De tal paso, tal pasillo
La insólita innovación dirigencial de crear un título a posteriori y la rebelión decorativa de Estudiantes de La Plata añadieron novedades a tono con una época que se alimenta a diario de incoherencias y sobreactuaciones. La principal noticia, sin embargo, es que la discusión por ambos capítulos se suma a una larga obturación de debates más sustanciosos y urgentes, dentro o fuera del fútbol.
En el caso del deporte, sigue sin proyectarse una matriz realmente federal, que aporte justicia territorial pero también mayor posibilidad de selección de talentos que puedan vestirse luego de celeste y blanco. El centralismo metropolitano ha ido matando a las ligas del interior, reemplazadas por un espectáculo televisado que reina a distancia sobre el juego y el sentido de pertenencia. El fútbol porteño, asociado al santafesino y el platense, se impuso a los de las provincias, que sólo envían delegados. De todos modos, no sería justo imputar al deporte lo que la Argentina se resiste a discutir en aspectos más definitorios de la vida colectiva. La pelota unitaria y exportadora copió al país.

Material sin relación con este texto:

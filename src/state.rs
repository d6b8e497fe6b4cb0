//! Connection state shared between the receive loop, handshake and call tasks.
//!
//! `trusted` and `fatal` are written by the handshake and error paths and read
//! by the dispatcher. They live behind one `parking_lot::Mutex` together with
//! the phase so transitions are observed atomically.
//!
//! ```text
//! Disconnected ─► Connecting ─► Connected ─► Registering ─► Trusted
//!       ▲              │            │             │            │
//!       └──────────────┴────────────┴─────────────┴────────────┘  (socket lost)
//!
//! any ──► Fatal   (sticky)
//! ```

use std::sync::Arc;

use bytes::Bytes;
use parking_lot::Mutex;
use serde_json::Value;
use tokio::sync::watch;

use crate::error::Result;
use crate::writer::WriterHandle;

/// Lifecycle phase of a connection.
#[derive(Debug, Clone, Copy, PartialEq, Eq)]
pub enum Phase {
    /// No socket.
    Disconnected,
    /// Socket connect in progress.
    Connecting,
    /// Socket up, registration not started.
    Connected,
    /// Challenge answered, waiting for confirmation.
    Registering,
    /// Registration confirmed; all handlers reachable.
    Trusted,
    /// Reconnection disabled until restart.
    Fatal,
}

impl Phase {
    /// Check if a socket is live in this phase.
    #[inline]
    pub fn is_connected(self) -> bool {
        matches!(self, Phase::Connected | Phase::Registering | Phase::Trusted)
    }
}

#[derive(Debug)]
struct Inner {
    phase: Phase,
    trusted: bool,
    fatal: bool,
    service_data: Option<Value>,
}

/// Trust and fatal flags plus the current phase.
#[derive(Debug)]
pub struct ConnectionState {
    inner: Mutex<Inner>,
}

impl ConnectionState {
    /// Fresh state: disconnected, untrusted, not fatal.
    pub fn new() -> Self {
        Self {
            inner: Mutex::new(Inner {
                phase: Phase::Disconnected,
                trusted: false,
                fatal: false,
                service_data: None,
            }),
        }
    }

    /// Current phase.
    pub fn phase(&self) -> Phase {
        self.inner.lock().phase
    }

    /// Check whether registration has completed on the current socket.
    pub fn is_trusted(&self) -> bool {
        self.inner.lock().trusted
    }

    /// Check whether reconnection is disabled.
    pub fn is_fatal(&self) -> bool {
        self.inner.lock().fatal
    }

    /// Service data sent by the directory on confirmation.
    pub fn service_data(&self) -> Option<Value> {
        self.inner.lock().service_data.clone()
    }

    /// Enter `Connecting`. Refused once fatal.
    pub fn begin_connecting(&self) -> bool {
        let mut inner = self.inner.lock();
        if inner.fatal {
            inner.phase = Phase::Fatal;
            return false;
        }
        inner.phase = Phase::Connecting;
        true
    }

    /// Socket established.
    pub fn connected(&self) {
        let mut inner = self.inner.lock();
        if !inner.fatal {
            inner.phase = Phase::Connected;
        }
    }

    /// Challenge answered successfully.
    pub fn registering(&self) {
        let mut inner = self.inner.lock();
        if !inner.fatal && !inner.trusted {
            inner.phase = Phase::Registering;
        }
    }

    /// Mark the connection trusted.
    ///
    /// Returns `false`, leaving state untouched, when already trusted or fatal.
    pub fn trust(&self, service_data: Value) -> bool {
        let mut inner = self.inner.lock();
        if inner.trusted || inner.fatal {
            return false;
        }
        inner.trusted = true;
        inner.service_data = Some(service_data);
        inner.phase = Phase::Trusted;
        true
    }

    /// Disable reconnection for the life of this state.
    pub fn set_fatal(&self) {
        let mut inner = self.inner.lock();
        inner.fatal = true;
        inner.trusted = false;
        inner.phase = Phase::Fatal;
    }

    /// Socket closed or connect failed; trust does not survive.
    pub fn disconnected(&self) {
        let mut inner = self.inner.lock();
        inner.trusted = false;
        inner.service_data = None;
        inner.phase = if inner.fatal { Phase::Fatal } else { Phase::Disconnected };
    }
}

impl Default for ConnectionState {
    fn default() -> Self {
        Self::new()
    }
}

/// Handle to the live socket: its writer and a close signal.
///
/// Cloned into every task that may answer on or close the socket. Closing is
/// observed by the receive loop, which tears the socket down.
#[derive(Clone)]
pub struct Link {
    writer: WriterHandle,
    close_tx: Arc<watch::Sender<bool>>,
}

impl Link {
    /// Create a link and the receiver the receive loop waits on.
    pub fn new(writer: WriterHandle) -> (Self, watch::Receiver<bool>) {
        let (close_tx, close_rx) = watch::channel(false);
        (
            Self {
                writer,
                close_tx: Arc::new(close_tx),
            },
            close_rx,
        )
    }

    /// Queue encoded frames.
    pub async fn send(&self, frames: Vec<Bytes>) -> Result<()> {
        self.writer.send(frames).await
    }

    /// Queue encoded frames and wait until they are on the socket.
    pub async fn send_and_flush(&self, frames: Vec<Bytes>) -> Result<()> {
        self.writer.send_and_flush(frames).await
    }

    /// Ask the receive loop to close the socket.
    pub fn close(&self) {
        self.close_tx.send_replace(true);
    }

    /// Check whether a close was requested.
    pub fn is_closing(&self) -> bool {
        *self.close_tx.borrow()
    }

    /// Writer handle for this socket.
    pub fn writer(&self) -> &WriterHandle {
        &self.writer
    }
}

#[cfg(test)]
mod tests {
    use super::*;
    use serde_json::json;

    #[test]
    fn test_initial_state() {
        let state = ConnectionState::new();
        assert_eq!(state.phase(), Phase::Disconnected);
        assert!(!state.is_trusted());
        assert!(!state.is_fatal());
        assert!(state.service_data().is_none());
    }

    #[test]
    fn test_happy_path_transitions() {
        let state = ConnectionState::new();
        assert!(state.begin_connecting());
        assert_eq!(state.phase(), Phase::Connecting);
        state.connected();
        assert!(state.phase().is_connected());
        state.registering();
        assert_eq!(state.phase(), Phase::Registering);
        assert!(state.trust(json!({"id": 1})));
        assert_eq!(state.phase(), Phase::Trusted);
        assert_eq!(state.service_data(), Some(json!({"id": 1})));
    }

    #[test]
    fn test_trust_is_not_reapplied() {
        let state = ConnectionState::new();
        assert!(state.trust(json!(1)));
        assert!(!state.trust(json!(2)));
        assert_eq!(state.service_data(), Some(json!(1)));
    }

    #[test]
    fn test_disconnect_resets_trust() {
        let state = ConnectionState::new();
        state.begin_connecting();
        state.connected();
        state.trust(json!(null));
        state.disconnected();
        assert!(!state.is_trusted());
        assert_eq!(state.phase(), Phase::Disconnected);
    }

    #[test]
    fn test_fatal_is_sticky() {
        let state = ConnectionState::new();
        state.begin_connecting();
        state.connected();
        state.set_fatal();
        state.disconnected();

        assert!(state.is_fatal());
        assert_eq!(state.phase(), Phase::Fatal);
        assert!(!state.begin_connecting());
        assert!(!state.trust(json!(null)));
        state.connected();
        assert_eq!(state.phase(), Phase::Fatal);
    }

    #[tokio::test]
    async fn test_link_close_signal() {
        let (client, _server) = tokio::io::duplex(64);
        let (writer, _task) = crate::writer::spawn_writer_task(client, &Default::default());
        let (link, mut close_rx) = Link::new(writer);

        assert!(!link.is_closing());
        link.clone().close();
        close_rx.changed().await.unwrap();
        assert!(*close_rx.borrow());
        assert!(link.is_closing());
    }
}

También visto en clave histórica, el nuevo episodio contribuye a clarificar la discusión sobre el amateurismo, tantas veces denostado por desprolijidades organizativas que lejos estuvieron de finalizar cuando en 1931 los jugadores comenzaron a cobrar en blanco lo que antes recibían bajo la mesa, ni cuando en 1973 tuvieron su primer convenio colectivo. Por décadas el ganador del certamen metropolitano fue reconocido sin objeciones como campeón argentino, se modificaron los formatos de torneos y descensos, hubo campeones sin trofeo y trofeos sin campeón, zonas, ruedas, eliminación directa y definiciones por penales de partidos por los puntos. Lo cierto es que, con talentos en el césped y caos en mapas y escritorios, aquel fútbol amateur parió al ya casi centenario profesional.
Otro síntoma sorprendente es la volatilidad en la valoración de figuras por parte de las minorías intensas. Juan Sebastián Verón es casi un arquetipo. Ya lo era cuando jugaba, volante anfibio que no era ni 5, ni 8, ni 10, sino un poco de cada cosa, y usaba la 11. Se tatuó al Che Guevara, pero a El Gráfico le dijo que sólo era para él un símbolo humano, no político. Extraña alquimia sobre un personaje histórico para el que ambos términos eran inseparables. Tal vez esa forma de razonar permita comprender que, tres décadas después, Verón sea el principal impulsor del desembarco de accionistas en las asociaciones civiles.
Verón despertaba en el público la misma contradicción que lo constituía. Celebrado hasta 2002, el Mundial de Corea-Japón lo vistió de traidor para buena parte del universo futbolero doméstico, que no temió diluir con un futbolista una historia nacional en la que no faltan ejemplos más nítidos y perjudiciales. Verón logró amnistías parciales al volver en plenitud a Estudiantes y a la Selección, respaldado por Diego Maradona, quien hasta el final de sus días se manifestó decepcionado. La pregunta de esta semana es cuántos de quienes ahora lo elevan a la categoría de patriota habrán silbado cada toque suyo de pelota en su último ciclo de Selección, o regalado algún comentario irónico sobre su nacionalidad o idioma en las redes sociales, hasta esta misma semana.
Es una contradicción menor, si se tiene en cuenta que el país entero cantaba a fines de 2023 por los pibes de Malvinas que jamás olvidaría. Diez meses después, en las elecciones presidenciales, un cuarto votó a un candidato que se declaró admirador de Margaret Thatcher y otro prefirió a una postulante que había propuesto cambiar las islas por lotes de vacunas. Ambos se acusaban recíprocamente de aberraciones, que olvidaron días después, al asumir juntos el Gobierno. El hombre, que despreciaba a cualquier persona mayor de sesenta años por “viejo meado”, se embelesa cada vez que se cruza con el presidente yanqui de 79.
Muy coherente, todo. Como que sea el club platense quien proteste su indignación, embanderado en un honestismo prendido con alfileres.